Prejudicado, principalmente, pelo fechamento de restaurantes, academias e hotéis, o setor teve queda de 4,5% no ano passado, o pior resultado da série histórica. E tem outra vez pela frente a aceleração da pandemia e medidas de isolamento social

Vera Batista
postado em 04/03/2021 06:00 / atualizado em 04/03/2021 10:58
 (crédito: Marcelo Ferreira/CB/D.A Press)
(crédito: Marcelo Ferreira/CB/D.A Press)

Setor mais afetado pelas medidas de distanciamento social necessárias para conter a pandemia da covid-19, os serviços encolheram 4,5% em 2020. Somado à indústria, que retrocedeu 3,5%, o setor representa 95% da economia nacional. E tem uma peculiaridade que o torna mais sensível ao desempenho geral da atividade e do consumo domésticos. “Ao contrário da indústria e do agronegócio, que podem se voltar para as exportações, os serviços dependem do mercado interno. E, nesse ritmo, com uma nova onda de contaminação, e das incertezas sobre a imunização, as perspectivas para 2021 são muito preocupantes”, destacou Fábio Bentes, economista-chefe da Confederação Nacional do Comércio de Bens, Serviços e Turismo (CNC).

Na análise do economista, não está descartado um processo recessivo já no primeiro semestre de 2021, diante da perspectiva de alta da inflação e dos juros, provocados pelo aumento do preço dos combustíveis. “O governo precisará adotar todas aquelas medidas do ano passado, como a volta do auxílio emergencial, redução de jornada e de salários e adiamento de impostos, pelo menos até que 50% da população esteja vacinada”, ressaltou Bentes. “Se nada for feito, o mercado de trabalho poderá ser gravemente afetado. O setor terciário é responsável por cerca de 75% do PIB brasileiro”, ressaltou.

O economista lembrou que, mesmo com a queda de 4,5% em 2020, o pior resultado da série histórica, os serviços enfrentam um cenário dramático neste início de 2021, com o começo de um novo processo de isolamento. No setor, somente as vendas on-line poderão ter um avanço, pelas especificidades que o coronavírus causou, e os prestadores de serviço tiveram que se adaptar aos novos tempos. No último Natal, por exemplo, esse segmento teve alta de 3,4%. No ano, cresceu aproximadamente 64% em relação a 2019. “Mas esse avanço não foi suficiente para segurar um crescimento sustentável dos serviços em geral”, destacou Bentes.

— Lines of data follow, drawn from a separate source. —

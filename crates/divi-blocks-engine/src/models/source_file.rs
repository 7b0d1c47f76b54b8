use std::path::{Path, PathBuf};

/// A markup source on disk together with the page title derived from it.
#[derive(Debug, Clone, PartialEq)]
pub struct SourceFile {
    path: PathBuf,
    title: String,
}

impl SourceFile {
    pub fn new(path: PathBuf) -> Self {
        let title = Self::extract_title(&path);
        Self { path, title }
    }

    pub fn path(&self) -> &Path {
        &self.path
    }

    /// The file stem, used as the page title when none is given.
    pub fn title(&self) -> &str {
        &self.title
    }

    fn extract_title(path: &Path) -> String {
        path.file_stem()
            .map(|stem| stem.to_string_lossy().into_owned())
            .unwrap_or_else(|| "Untitled".to_string())
    }
}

Dentro do setor, o pior resultado em 2020 foi observado na categoria outras atividades de serviços (-12,1%), que são os restaurantes, academias e hotéis, de acordo com as informações divulgadas, ontem, pelo Instituto Brasileiro de Geografia e Estatística (IBGE). “Os serviços prestados às famílias foram os mais afetados negativamente pelas restrições de funcionamento. A segunda maior queda ocorreu no segmento de transportes, armazenagem e correio (-9,2%), principalmente o transporte de passageiros, atividade econômica também muito atingida pela pandemia”, explicou Rebeca Palis, coordenadora de Contas Nacionais do IBGE.

Caíram, ainda, as atividades de administração, defesa, saúde e educação públicas e seguridade social (-4,7%), comércio (-3,1%), informação e comunicação (-0,2%). Já atividades financeiras, de seguros e serviços relacionados (4%) e as atividades imobiliárias (2,5%) avançaram em 2020.

Como nas demais atividades, o setor de serviços teve desempenho melhor no fim do ano passado. No quarto trimestre de 2020, em relação ao trimestre anterior, os serviços tiveram variação positiva de 2,7%. No confronto com o mesmo trimestre de 2019, porém, houve recuo de 2,2%, de acordo com o IBGE.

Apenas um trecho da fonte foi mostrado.